The contents of this report were communicated to the Asiatic Society, by whom one thousand rupees was voted for the purpose of being placed into the hands of Major Lloyd that a suitable monument be erected over the grave. The inscription was approved by the Society at their meeting in February 1845, which the Secretary, Mr. H. Torrens, introduced with the following words:—
“I beg to submit the epitaph to be placed on the tomb of our lamented friend, Csoma de Körös, as approved by the committee.”
H. J.
Alexander Csoma de Körösi,[6]
A Native of Hungary,
Who, to follow out Philological Researches,
Resorted to the East;
And after years passed under privations,
Such as have been seldom endured,
And patient labour in the cause of Science,
Compiled a Dictionary and Grammar
Of the Tibetan Language,
His best and real monument.
On his road to H’Lassa,
To resume his labours,
He died at this place,[7]
On the 11th April 1842,
Aged 44 years.[8]
His fellow-labourers,
The Asiatic Society of Bengal,
Inscribe this tablet to his memory.Requiescat in Pace.
[[155]]
Dr. Archibald Campbell’s report on Csoma’s closing days, and his subsequent memorandum,[9] will always be read with deep interest, the contents of which have been quoted already. Dr. Campbell again mentions in it Csoma’s ardent wish to reach Lassa, where, strengthened with his linguistic attainments, he formed enthusiastic hopes of realising the objects of his research. “Could he reach Lassa, he felt that Sanskrit would have quickly enabled him to master the contents of its libraries, and in them he believed was to be found all that was wanting to give him the real history of the Huns in their original condition and migrations. The power of acquiring languages was the extraordinary talent of Csoma. He had studied the following ancient and modern tongues, and was proficient in many of them: Hebrew, Arabic, Sanskrit, Pushtu, Greek, Latin, Sclavonic, German, English, Turkish, Persian, French, Russian, Tibetan, with the addition of Hindustani, Mahratta, and Bengali. His library at his death had a dictionary of each of the languages he was acquainted with, and on all were his manuscript annotations.”
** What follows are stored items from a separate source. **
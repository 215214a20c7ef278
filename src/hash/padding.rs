//! Merkle–Damgård framing
//!
//! A message of `L` bits is extended with a single `1` bit, then `0` bits
//! until its length is 448 mod 512, then `L` as a 64-bit big-endian integer.
//!
//! # Format
//!
//! ```text
//! [MESSAGE (L bits)] [1] [0 ... 0] [L (64 bits, big-endian)]
//! |<------------- multiple of 512 bits --------------------->|
//! ```
//!
//! Bit strings are stored MSB-first: bit 0 of the message is the high bit of
//! the first byte.

use super::{BLOCK_SIZE, Error, LENGTH_FIELD_SIZE, Result};

/// Offset inside the final block where the length field starts
const LENGTH_OFFSET: usize = BLOCK_SIZE - LENGTH_FIELD_SIZE;

/// Bits per block
const BLOCK_BITS: u64 = (BLOCK_SIZE as u64) * 8;

/// Encode the original message length as the trailing length field.
///
/// Lengths are taken modulo 2^64, the capacity of the field.
#[must_use]
pub fn length_field(bit_len: u64) -> [u8; LENGTH_FIELD_SIZE] {
    bit_len.to_be_bytes()
}

/// Total padded length in bytes for a message of `bit_len` bits.
#[must_use]
pub fn padded_len(bit_len: u64) -> u64 {
    let remainder = bit_len % BLOCK_BITS;
    // The pad bit and the length field need 65 bits of room.
    let tail_blocks = if remainder < BLOCK_BITS - 64 { 1 } else { 2 };
    (bit_len / BLOCK_BITS + tail_blocks) * BLOCK_SIZE as u64
}

/// Pad a bit string of `bit_len` bits held MSB-first in `data`.
///
/// `data` must be exactly `ceil(bit_len / 8)` bytes long. Bits past
/// `bit_len` in the final byte are ignored.
///
/// # Errors
///
/// Returns [`Error::BitLength`] if the buffer length does not match
/// `bit_len`, or [`Error::LengthOverflow`] if the padded message cannot be
/// addressed in memory.
pub fn pad_message(data: &[u8], bit_len: u64) -> Result<Vec<u8>> {
    if data.len() as u64 != bit_len.div_ceil(8) {
        return Err(Error::BitLength {
            bits: bit_len,
            bytes: data.len(),
        });
    }

    let total = usize::try_from(padded_len(bit_len)).map_err(|_| Error::LengthOverflow {
        max: usize::MAX as u64,
    })?;

    let whole = (bit_len / 8) as usize;
    let partial_bits = (bit_len % 8) as u8;
    let prefix = whole - whole % BLOCK_SIZE;
    let last = if partial_bits > 0 { data[whole] } else { 0 };

    let mut out = Vec::with_capacity(total);
    out.extend_from_slice(&data[..prefix]);
    let tail = Tail::new(&data[prefix..whole], last, partial_bits, bit_len);
    for block in tail.blocks() {
        out.extend_from_slice(block);
    }

    debug_assert_eq!(out.len(), total);
    Ok(out)
}

/// Pad a byte-aligned message.
#[must_use]
pub fn pad_bytes(data: &[u8]) -> Vec<u8> {
    let bit_len = (data.len() as u64).wrapping_mul(8);
    let prefix = data.len() - data.len() % BLOCK_SIZE;

    let mut out = Vec::with_capacity(prefix + 2 * BLOCK_SIZE);
    out.extend_from_slice(&data[..prefix]);
    let tail = Tail::new(&data[prefix..], 0, 0, bit_len);
    for block in tail.blocks() {
        out.extend_from_slice(block);
    }
    out
}

/// The final one or two blocks of a padded message.
///
/// Everything before the last partial block passes through the compression
/// function untouched, so only this tail ever needs to be materialized.
pub(crate) struct Tail {
    blocks: [[u8; BLOCK_SIZE]; 2],
    count: usize,
}

impl Tail {
    /// Build the tail from fewer than 64 pending bytes plus an optional
    /// partial byte whose top `partial_bits` bits belong to the message.
    pub(crate) fn new(pending: &[u8], last: u8, partial_bits: u8, bit_len: u64) -> Self {
        debug_assert!(pending.len() < BLOCK_SIZE);
        debug_assert!(partial_bits < 8);

        let mut blocks = [[0u8; BLOCK_SIZE]; 2];
        let first = &mut blocks[0];
        first[..pending.len()].copy_from_slice(pending);

        let pad_at = pending.len();
        first[pad_at] = if partial_bits == 0 {
            0x80
        } else {
            let keep = 0xFFu8 << (8 - partial_bits);
            (last & keep) | (0x80 >> partial_bits)
        };

        let count = if pad_at < LENGTH_OFFSET { 1 } else { 2 };
        blocks[count - 1][LENGTH_OFFSET..].copy_from_slice(&length_field(bit_len));

        Self { blocks, count }
    }

    pub(crate) fn blocks(&self) -> &[[u8; BLOCK_SIZE]] {
        &self.blocks[..self.count]
    }
}
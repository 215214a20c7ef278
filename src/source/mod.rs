//! Entry points that hash whole byte sources.
//!
//! Readers are consumed incrementally through a fixed buffer, so inputs of
//! any size hash in constant memory. Read failures surface as
//! [`Error::Io`](crate::Error::Io) and are never retried here.

#[cfg(feature = "async")]
mod async_read;
mod config;

use std::fs::File;
use std::io::{ErrorKind, Read};
use std::path::Path;

use tracing::{debug, instrument, trace};

use crate::hash::{Digest, Error, MAX_INPUT_BYTES, Result, Sha1};

#[cfg(feature = "async")]
pub use async_read::{hash_async_reader, hash_async_reader_with};
pub use config::{DEFAULT_BUFFER_SIZE, MAX_BUFFER_SIZE, StreamConfig};

/// Hash an in-memory buffer.
#[must_use]
pub fn hash_bytes(data: impl AsRef<[u8]>) -> Digest {
    Sha1::digest(data.as_ref())
}

/// Hash everything `reader` yields, using the default buffer.
pub fn hash_reader<R: Read>(reader: R) -> Result<Digest> {
    hash_reader_with(reader, &StreamConfig::default())
}

/// Hash everything `reader` yields.
#[instrument(level = "debug", skip(reader, config), fields(buffer = config.buffer_size))]
pub fn hash_reader_with<R: Read>(mut reader: R, config: &StreamConfig) -> Result<Digest> {
    config.validate()?;

    let mut hasher = Sha1::new();
    let mut buffer = vec![0u8; config.buffer_size];
    let mut total = 0u64;

    loop {
        let len = match reader.read(&mut buffer) {
            Ok(0) => break,
            Ok(len) => len,
            Err(err) if err.kind() == ErrorKind::Interrupted => continue,
            Err(err) => return Err(err.into()),
        };
        total = account(total, len)?;
        hasher.update(&buffer[..len]);
        trace!(len, total, "absorbed chunk");
    }

    let digest = hasher.finalize();
    debug!(total, %digest, "input hashed");
    Ok(digest)
}

/// Open and hash a file, using the default buffer.
pub fn hash_file(path: impl AsRef<Path>) -> Result<Digest> {
    hash_file_with(path.as_ref(), &StreamConfig::default())
}

/// Open and hash a file.
#[instrument(level = "debug", skip(path, config), fields(path = %path.display()))]
pub fn hash_file_with(path: &Path, config: &StreamConfig) -> Result<Digest> {
    let file = File::open(path)?;
    debug!("opened file");
    hash_reader_with(file, config)
}

/// Add a read to the running total, refusing lengths the 64-bit bit-count
/// field cannot represent.
pub(crate) fn account(total: u64, len: usize) -> Result<u64> {
    total
        .checked_add(len as u64)
        .filter(|&next| next <= MAX_INPUT_BYTES)
        .ok_or(Error::LengthOverflow {
            max: MAX_INPUT_BYTES,
        })
}
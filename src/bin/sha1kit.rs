//! Print SHA-1 digests of files, `sha1sum` style.

use std::io::{self, Write};
use std::process::ExitCode;

use sha1kit::{Digest, Result, VERSION, hash_file, hash_reader};

const USAGE: &str = "\
Usage: sha1kit [OPTION]... [--] [FILE]...

Print the SHA-1 digest of each FILE. With no FILE, or when FILE is -,
read standard input. Arguments after -- are always treated as files.

Options:
  -h, --help     print this help
  -V, --version  print the version";

#[derive(Debug, PartialEq, Eq)]
enum Command {
    Help,
    Version,
    Hash(Vec<String>),
}

fn parse_args<I: IntoIterator<Item = String>>(args: I) -> std::result::Result<Command, String> {
    let mut targets = Vec::new();
    let mut args_iter = args.into_iter();

    while let Some(arg) = args_iter.next() {
        match arg.as_str() {
            "-h" | "--help" => return Ok(Command::Help),
            "-V" | "--version" => return Ok(Command::Version),
            "--" => {
                targets.extend(args_iter.by_ref());
                break;
            }
            "-" => targets.push(arg),
            opt if opt.starts_with('-') => return Err(format!("unknown option '{opt}'")),
            _ => targets.push(arg),
        }
    }

    if targets.is_empty() {
        targets.push("-".to_owned());
    }
    Ok(Command::Hash(targets))
}

fn digest_of(target: &str) -> Result<Digest> {
    if target == "-" {
        hash_reader(io::stdin().lock())
    } else {
        hash_file(target)
    }
}

fn main() -> ExitCode {
    let targets = match parse_args(std::env::args().skip(1)) {
        Ok(Command::Help) => {
            println!("{USAGE}");
            return ExitCode::SUCCESS;
        }
        Ok(Command::Version) => {
            println!("sha1kit {VERSION}");
            return ExitCode::SUCCESS;
        }
        Ok(Command::Hash(targets)) => targets,
        Err(msg) => {
            eprintln!("sha1kit: {msg}\n\n{USAGE}");
            return ExitCode::from(2);
        }
    };

    let mut stdout = io::stdout().lock();
    let mut failed = false;
    for target in &targets {
        match digest_of(target) {
            Ok(digest) => {
                if writeln!(stdout, "{digest}  {target}").is_err() {
                    return ExitCode::FAILURE;
                }
            }
            Err(err) => {
                eprintln!("sha1kit: {target}: {err}");
                failed = true;
            }
        }
    }

    if failed {
        ExitCode::FAILURE
    } else {
        ExitCode::SUCCESS
    }
}
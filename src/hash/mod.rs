//! SHA-1 core
//!
//! This module provides padding, schedule expansion, the compression function
//! and digest formatting, plus the incremental [`Sha1`] hasher built on them.

mod compress;
mod digest;
mod error;
mod hasher;
pub mod padding;
mod schedule;
mod state;

pub use compress::compress;
pub use digest::Digest;
pub use error::{Error, Result};
pub use hasher::Sha1;
pub use schedule::{block_words, expand};
pub use state::HashState;

/// Block size in bytes (512 bits)
pub const BLOCK_SIZE: usize = 64;

/// Raw digest size in bytes (160 bits)
pub const DIGEST_LEN: usize = 20;

/// Hex digest size in characters
pub const HEX_DIGEST_LEN: usize = DIGEST_LEN * 2;

/// Number of 32-bit state words
pub const STATE_WORDS: usize = 5;

/// Number of words in the expanded message schedule (one per round)
pub const SCHEDULE_WORDS: usize = 80;

/// Size of the trailing big-endian length field in bytes
pub const LENGTH_FIELD_SIZE: usize = 8;

/// Largest byte-aligned input whose bit length fits the 64-bit length field
pub const MAX_INPUT_BYTES: u64 = u64::MAX >> 3;

/// Standard SHA-1 initial hash value (h0..h4)
pub const INITIAL_STATE: [u32; STATE_WORDS] = [
    0x6745_2301,
    0xEFCD_AB89,
    0x98BA_DCFE,
    0x1032_5476,
    0xC3D2_E1F0,
];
These remarks, recorded by a kind friend under the influence of sorrowful sympathy, have been looked upon by many, in the absence of any other information, as the chief if not the sole clue to the proper understanding of Csoma’s whole career and aspirations. Relying on imperfect data, Csoma’s aims appeared to his critics as very illusory, if not altogether erroneous. But by any one, wishing to do justice to the memory and labours of this extraordinary man, and keeping in view his long scientific preparation, both in his own country and in Germany, to enable him to attain a special and well-defined object, Dr. Campbell’s remarks will not be regarded in any other light than what they are, and as he doubtless wished them to be regarded, namely, a graphic description of the incidents of the last scenes of a dying man. Words which were uttered by the patient between the paroxysms [[156]]of his fatal disease will not be taken as a legitimate basis upon which alone to pronounce a satisfactory judgment of a life-long career, particularly after what Dr. Campbell tells us, that “the context of the story was too complicated for me to take connected note of it.”
In the oft-mentioned letters to Captain Kennedy in 1825, Csoma expressed his opinion as to the coincidence of certain geographical names and words derived from the Sanskrit, which live to this day in the countries bordering on the Lower Danube. He spoke likewise of the country of the Huns and Yugurs on the western border of China, which, if possible, he desired to visit that he might become acquainted with the Mongol people. But he nowhere insists on any special linguistic affinity between the Magyar and the Tibetan tongues, which affinity, by itself, would have induced him to devote so much precious time to this language.
In the course of his Tibetan studies, pursued, as so often mentioned, in fulfilment of a solemn engagement towards the Indian Government, Csoma discovered, as he tells us in his second letter to Captain Kennedy, paragraph 50 and 51, that among the contents of the libraries in Tibet was to be found all that was wanting to give the real history of the Huns in their original condition and migrations. “What would Hodgson, Turnour, and some of the philosophers of Europe not give to be in my place when I get to Lassa!” was a frequent exclamation of Csoma’s during his fatal illness.[10]
To reach Lassa, therefore, and to examine the contents of the libraries there, was the proximate aim of the journey during which he died.